Sounds like a bearing. They aren't too expensive. Only special tool needed is the Ford Spindle Nut Socket. It can be had at most Auto Parts stores, but is cheaper online and especially RockAuto. Also, need a new seal. There are several write-ups and videos on the work.
For conformation, jack up the truck and rotate the tire by hand. You'll hear the sound and be able to better understand your issue. Also, the "Death Wobble" is not normally caused by rear problems. You may have multiple issues. I think this is were I am at with a different vibration issue.
If I am reading this right you are in the wrong year model with the special spindle tool. Theses bearings come as a assembly. I just put on two this past weekend. As far as the cost well they are not as cheap as you might think.
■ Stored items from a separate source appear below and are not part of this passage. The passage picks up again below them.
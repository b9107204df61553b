//! Error types for sf-auth.
//!
//! Messages never carry token values.

/// Result type alias for sf-auth operations.
pub type Result<T> = std::result::Result<T, Error>;

/// Error type for sf-auth operations.
#[derive(Debug, thiserror::Error)]
#[error("{kind}")]
pub struct Error {
    /// The kind of error that occurred.
    pub kind: ErrorKind,
    /// Optional source error.
    #[source]
    pub source: Option<Box<dyn std::error::Error + Send + Sync>>,
}

impl Error {
    /// Create a new error with the given kind.
    pub fn new(kind: ErrorKind) -> Self {
        Self { kind, source: None }
    }

    /// Create a new error with the given kind and source.
    pub fn with_source(
        kind: ErrorKind,
        source: impl std::error::Error + Send + Sync + 'static,
    ) -> Self {
        Self {
            kind,
            source: Some(Box::new(source)),
        }
    }

    /// Returns true if the login server refused the grant itself, as opposed
    /// to a network or parsing problem. Retrying will not help.
    pub fn is_invalid_grant(&self) -> bool {
        matches!(&self.kind, ErrorKind::OAuth { error, .. } if error == "invalid_grant")
    }
}

/// The kind of error that occurred.
#[derive(Debug, thiserror::Error)]
pub enum ErrorKind {
    /// OAuth error response from Salesforce.
    #[error("OAuth error: {error} - {description}")]
    OAuth { error: String, description: String },

    /// JWT signing error.
    #[error("JWT error: {0}")]
    Jwt(String),

    /// The credentials on hand cannot support the requested operation.
    #[error("Invalid credentials: {0}")]
    InvalidCredentials(String),

    /// HTTP error during authentication.
    #[error("HTTP error: {0}")]
    Http(String),

    /// IO error.
    #[error("IO error: {0}")]
    Io(String),

    /// JSON error.
    #[error("JSON error: {0}")]
    Json(String),

    /// Form encoding error.
    #[error("Serialization error: {0}")]
    Serialization(String),

    /// Environment variable not set.
    #[error("Environment variable not set: {0}")]
    EnvVar(String),

    /// Salesforce CLI error.
    #[error("SF CLI error: {0}")]
    SfCli(String),
}

impl From<reqwest::Error> for Error {
    fn from(err: reqwest::Error) -> Self {
        // Token endpoints can echo credentials back in the URL.
        let message = err.to_string();
        let sanitized = if message.contains("access_token") || message.contains("token=") {
            "HTTP request failed (details redacted for security)".to_string()
        } else {
            message
        };
        Error::with_source(ErrorKind::Http(sanitized), err)
    }
}

impl From<serde_json::Error> for Error {
    fn from(err: serde_json::Error) -> Self {
        Error::with_source(ErrorKind::Json(err.to_string()), err)
    }
}

impl From<serde_urlencoded::ser::Error> for Error {
    fn from(err: serde_urlencoded::ser::Error) -> Self {
        Error::with_source(ErrorKind::Serialization(err.to_string()), err)
    }
}

impl From<std::io::Error> for Error {
    fn from(err: std::io::Error) -> Self {
        Error::with_source(ErrorKind::Io(err.to_string()), err)
    }
}

impl From<jsonwebtoken::errors::Error> for Error {
    fn from(err: jsonwebtoken::errors::Error) -> Self {
        Error::with_source(ErrorKind::Jwt(err.to_string()), err)
    }
}

#[cfg(test)]
mod tests {
    use super::*;

    #[test]
    fn test_error_kind_display() {
        let err = ErrorKind::OAuth {
            error: "invalid_grant".to_string(),
            description: "expired access/refresh token".to_string(),
        };
        assert_eq!(
            err.to_string(),
            "OAuth error: invalid_grant - expired access/refresh token"
        );
        assert_eq!(
            ErrorKind::SfCli("org not found".into()).to_string(),
            "SF CLI error: org not found"
        );
    }

    #[test]
    fn test_is_invalid_grant() {
        let err = Error::new(ErrorKind::OAuth {
            error: "invalid_grant".to_string(),
            description: "expired".to_string(),
        });
        assert!(err.is_invalid_grant());

        let err = Error::new(ErrorKind::Http("connection refused".into()));
        assert!(!err.is_invalid_grant());
    }

    #[test]
    fn test_from_io_error_keeps_source() {
        let io = std::io::Error::new(std::io::ErrorKind::NotFound, "sf: not found");
        let err: Error = io.into();
        assert!(matches!(err.kind, ErrorKind::Io(_)));
        assert!(err.source.is_some());
    }
}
If I am reading this right you are in the wrong year model with the special spindle tool. Theses bearings come as a assembly. I just put on two this past weekend. As far as the cost well they are not as cheap as you might think.
I believe you are confusing the front with the rear. Fronts have a complete assembly. Rears are two tapered bearings that fit onto the spindle. The races are pressed in the hub, the spindle nut socket is used in removing and installing the spindle nut which threads onto the axle spindle and is set at a given torque and backed off a given number of "clicks". This nut holds the hub and bearings against the shoulders on the spindle. The axle is of the floating type and bolts to the outside of the hub via 8 18mm bolts torqued at around 80-85 ft-lbs with blue locktite.
The front hub assembly is held in place in the steering knuckle by 4 dual threaded end studs. The stub axle sits in the knuckle via an expensive seal pressed on to the raised portion of the stub axle. Is this what your where referring to?
Check the tires are round. Dad always said, "You can balance a Coke-a-Cola crate son, better make sure they are round." Jack the truck up and hold a stationary object just clearing the tread and spin the tires. The gap between the object and the tread should stay the same as the tire rotates. If they are not round, they only get worse with age/wear.